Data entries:
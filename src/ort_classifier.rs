use crate::batcher::Batch;
use crate::classifier::{softmax, ClassifierBackend, ClassifierError, Prediction};
use crate::config::ClassifierConfig;
use ndarray::{Array4, ArrayD, Axis, Ix2};
use ort::{
    session::{builder::GraphOptimizationLevel, Session},
    value::TensorRef,
};
use parking_lot::Mutex;
use tracing::instrument;

/// Classifier backed by an ONNX Runtime session.
pub struct OrtClassifier {
    session: Mutex<Session>,
    output_name: String,
    apply_softmax: bool,
}

fn load_error(e: impl std::fmt::Display) -> ClassifierError {
    ClassifierError::LoadFailed(e.to_string())
}

fn inference_error(e: impl std::fmt::Display) -> ClassifierError {
    ClassifierError::InferenceFailed(e.to_string())
}

impl OrtClassifier {
    pub fn new(config: &ClassifierConfig) -> Result<Self, ClassifierError> {
        if !config.model_path.exists() {
            return Err(ClassifierError::LoadFailed(format!(
                "model file not found: {:?}",
                config.model_path
            )));
        }

        let mut builder = Session::builder()
            .map_err(load_error)?
            .with_optimization_level(GraphOptimizationLevel::Level3)
            .map_err(load_error)?;
        if let Some(threads) = config.intra_threads {
            builder = builder.with_intra_threads(threads).map_err(load_error)?;
        }
        let session = builder
            .commit_from_file(&config.model_path)
            .map_err(load_error)?;

        let output_name = session
            .outputs
            .first()
            .map(|output| output.name.clone())
            .ok_or_else(|| ClassifierError::LoadFailed("model has no outputs".into()))?;

        tracing::info!(
            model = ?config.model_path,
            output = %output_name,
            "Loaded classifier model"
        );

        Ok(Self {
            session: Mutex::new(session),
            output_name,
            apply_softmax: config.apply_softmax,
        })
    }

    fn run_inference(&self, input: &Array4<f32>) -> Result<ArrayD<f32>, ClassifierError> {
        let mut session = self.session.lock();

        let owned_buffer;
        let input_view = if input.view().is_standard_layout() {
            input.view()
        } else {
            owned_buffer = input.as_standard_layout().to_owned();
            owned_buffer.view()
        };

        let tensor_ref = TensorRef::from_array_view(input_view).map_err(inference_error)?;
        let outputs = session
            .run(ort::inputs![tensor_ref])
            .map_err(inference_error)?;

        let (shape, data) = outputs[self.output_name.as_str()]
            .try_extract_tensor::<f32>()
            .map_err(inference_error)?;

        ArrayD::from_shape_vec(shape.to_ixdyn(), data.to_vec()).map_err(inference_error)
    }
}

impl ClassifierBackend for OrtClassifier {
    #[instrument(skip(self, batch), fields(frames = batch.len()))]
    fn classify(&self, batch: Batch) -> Result<Vec<Prediction>, ClassifierError> {
        let output = self.run_inference(batch.tensor())?;
        let scores = output.into_dimensionality::<Ix2>().map_err(inference_error)?;

        let predictions = scores
            .axis_iter(Axis(0))
            .map(|row| {
                let mut probabilities: Vec<f32> = row.iter().copied().collect();
                if self.apply_softmax {
                    softmax(&mut probabilities);
                }
                Prediction::new(probabilities)
            })
            .collect();

        Ok(predictions)
    }
}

* Instructions to follow:
In the entries above, find each line with the word "tracing" and copy it.

* Your solution:
use tracing::instrument;
        tracing::info!(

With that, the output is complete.